Seizing on the departure of Crate & Barrel in downtown Minneapolis, Target Corp. said Thursday it will open one of its commercial furniture stores in that space in July.

The new Target Commercial Interiors store, in the Young Quinlan Building at 9th Street and Nicollet Mall, will be the second in Minnesota and the sixth nationwide. Showrooms also are located in Wisconsin and Illinois. The company's business offices already were in the building, which sits across the street from Target's corporate headquarters and Nicollet Mall store.

Target Commercial Interiors sells desks, chairs, lighting, artwork and floor coverings and also has interior designers to help with custom designs and color selection. Most of its income comes from corporate clients, but consumers can also purchase home-office furniture at the stores.

Designers with Target Commercial Interiors have decorated the Minneapolis W hotel, overhauled the inside of the Arizona Diamondbacks' baseball stadium and spruced up office space at Cargill, Best Buy and General Mills.

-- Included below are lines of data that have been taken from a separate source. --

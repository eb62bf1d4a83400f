use std::path::{Path, PathBuf};
use std::sync::Arc;

use anyhow::{Context, bail};
use clap::{Args, Parser, Subcommand};
use tracing_subscriber::{EnvFilter, fmt, layer::SubscriberExt, util::SubscriberInitExt};

use version_sync::cancel::CancellationToken;
use version_sync::config::Config;
use version_sync::discovery::{Discoverer, DiscoveryResult};
use version_sync::fs::OsFileSystem;
use version_sync::sync::{self, SyncStatus};
use version_sync::version::{FileConfig, VersionStore};

const LOG_ENV: &str = "VERSION_SYNC_LOG";

#[derive(Parser)]
#[command(name = "version-sync")]
#[command(version, about = "Find and update the version across a project's files")]
struct Cli {
    #[command(subcommand)]
    command: Command,

    /// Log at debug level unless VERSION_SYNC_LOG says otherwise
    #[arg(short, long, global = true)]
    verbose: bool,

    /// Emit logs as JSON lines
    #[arg(long, global = true)]
    log_json: bool,
}

#[derive(Subcommand)]
enum Command {
    /// List version markers, manifests and mismatches under a directory
    Discover(DiscoverArgs),

    /// Write the primary version (or the given one) to every sync candidate,
    /// and to the root marker when it differs
    Sync {
        #[command(flatten)]
        discover: DiscoverArgs,

        /// Version to write; defaults to the primary version
        #[arg(long, value_name = "VERSION")]
        to: Option<String>,
    },

    /// Print the version stored in a single file
    Get(FileArgs),

    /// Replace the version stored in a single file
    Set {
        #[command(flatten)]
        file: FileArgs,

        #[arg(value_name = "VERSION")]
        new_version: String,
    },
}

#[derive(Args)]
struct DiscoverArgs {
    /// Directory to scan
    #[arg(default_value = ".")]
    root: PathBuf,

    /// Manifest scan depth
    #[arg(long)]
    depth: Option<usize>,

    /// Only look for a version marker at the root
    #[arg(long)]
    no_recursive: bool,

    /// Glob pattern to skip; repeatable
    #[arg(long = "exclude", value_name = "GLOB")]
    excludes: Vec<String>,

    /// TOML configuration file
    #[arg(long)]
    config: Option<PathBuf>,
}

#[derive(Args)]
struct FileArgs {
    path: PathBuf,

    /// json, yaml, toml, raw or regex; detected from the file name if omitted
    #[arg(long)]
    format: Option<String>,

    /// Dot-separated field address for structured formats
    #[arg(long)]
    field: Option<String>,

    /// Regular expression with one capture group around the version
    #[arg(long)]
    pattern: Option<String>,
}

impl DiscoverArgs {
    fn load_config(&self) -> anyhow::Result<Config> {
        let mut config = match &self.config {
            Some(path) => {
                let content = std::fs::read_to_string(path)
                    .with_context(|| format!("failed to read {}", path.display()))?;
                Config::from_toml_str(&content)
                    .with_context(|| format!("invalid configuration in {}", path.display()))?
            }
            None => Config::default(),
        };

        config.exclude.extend(self.excludes.iter().cloned());
        if self.no_recursive {
            config.discovery.recursive = false;
        }
        Ok(config)
    }
}

impl FileArgs {
    fn file_config(&self) -> anyhow::Result<FileConfig> {
        FileConfig::from_parts(
            &self.path,
            self.format.as_deref(),
            self.field.clone(),
            self.pattern.clone(),
        )
        .context("invalid file description")
    }
}

fn init_tracing(verbose: bool, json: bool) {
    let default_level = if verbose { "debug" } else { "warn" };
    let json_layer = json.then(|| fmt::layer().json().with_writer(std::io::stderr));
    let text_layer = (!json).then(|| {
        fmt::layer()
            .with_target(false)
            .with_writer(std::io::stderr)
    });

    tracing_subscriber::registry()
        .with(json_layer)
        .with(text_layer)
        .with(
            EnvFilter::try_from_env(LOG_ENV).unwrap_or_else(|_| EnvFilter::new(default_level)),
        )
        .init();
}

fn main() -> anyhow::Result<()> {
    let cli = Cli::parse();
    init_tracing(cli.verbose, cli.log_json);

    let fs = Arc::new(OsFileSystem);
    let cancel = CancellationToken::new();

    match cli.command {
        Command::Discover(args) => {
            let result = discover(fs, &args, &cancel)?;
            print_report(&args.root, &result);
        }
        Command::Sync { discover: args, to } => {
            let result = discover(fs.clone(), &args, &cancel)?;
            let version = to.unwrap_or_else(|| result.primary_version().to_string());
            if version.is_empty() {
                bail!("no version found under {}", args.root.display());
            }

            let store = VersionStore::new(fs);
            let outcomes = sync::apply_to_result(&store, &result, &version, &cancel)?;

            let mut failed = 0;
            for outcome in &outcomes {
                match &outcome.result {
                    Ok(SyncStatus::Updated) => println!("updated   {}", outcome.path.display()),
                    Ok(SyncStatus::Unchanged) => println!("unchanged {}", outcome.path.display()),
                    Err(e) => {
                        failed += 1;
                        println!("failed    {}: {}", outcome.path.display(), e);
                    }
                }
            }
            if failed > 0 {
                bail!("{} of {} files could not be updated", failed, outcomes.len());
            }
        }
        Command::Get(args) => {
            let info = VersionStore::new(fs).read(&args.file_config()?, &cancel)?;
            println!("{}", info.version);
        }
        Command::Set { file, new_version } => {
            VersionStore::new(fs).write(&file.file_config()?, &new_version, &cancel)?;
        }
    }

    Ok(())
}

fn discover(
    fs: Arc<OsFileSystem>,
    args: &DiscoverArgs,
    cancel: &CancellationToken,
) -> anyhow::Result<DiscoveryResult> {
    let config = args.load_config()?;
    let result = Discoverer::new(fs, &config)
        .discover(&args.root, args.depth, cancel)
        .with_context(|| format!("discovery under {} failed", args.root.display()))?;
    Ok(result)
}

fn print_report(root: &Path, result: &DiscoveryResult) {
    println!("root:    {}", root.display());
    println!("mode:    {}", result.mode().as_str());
    if result.is_empty() {
        println!("no version markers or manifests found");
        return;
    }
    println!("version: {}", result.primary_version());

    if result.has_modules() {
        println!("\nmodules:");
        for module in result.modules() {
            println!(
                "  {:<24} {:<12} {}",
                module.name,
                module.version,
                module.relative_path.display()
            );
        }
    }

    if result.has_manifests() {
        println!("\nmanifests:");
        for manifest in result.manifests() {
            let location = if manifest.field.is_empty() {
                manifest.relative_path.display().to_string()
            } else {
                format!("{} ({})", manifest.relative_path.display(), manifest.field)
            };
            println!(
                "  {:<24} {:<12} {}",
                manifest.description, manifest.version, location
            );
        }
    }

    if result.has_mismatches() {
        println!("\nmismatches:");
        for mismatch in result.mismatches() {
            println!(
                "  {}: expected {}, found {}",
                mismatch.source, mismatch.expected, mismatch.actual
            );
        }
    }
}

The deal was a mixed bag for city leaders eager to find ways to jump start the struggling downtown market, which has about 1.7 million square feet of retail space. The Minneapolis Downtown Council recently commissioned a study to find ways to bring more traffic and retailers downtown and to keep existing retailers thriving.

The prime storefront that Crate & Barrel occupied for 18 years won't sit empty for long.

But Andrea Christenson, a vice president in retail sales and leasing with Colliers Turley Martin Tucker, said that while Target's commercial store will be a stable addition to the block, it won't be a savior.

"It would be nice to have filled the space with somebody who would bring people downtown, and that's not going to bring people downtown to shop," she said. "To really turn downtown around, you need to bring in Nordstrom or some kind of powerhouse. Now that would change downtown shopping."

Target Commercial Interiors opened its first retail store in Bloomington in 2005 to test whether the discount retailer could extend its reach into businesses.

Although the division remains a small contributor to the No. 2 discount retailer's bottom line, businesses have been receptive to Target's trendy yet value-priced merchandise, said Target spokeswoman Delia McLinden.

The division is the progeny of Dayton's Commercial Interiors, which began in 1949 and sold office furniture to more than 200 manufacturers in the Midwest. The unit was renamed in 2004 when Target sold its Marshall Field's and Mervyns stores to May Department Stores Co.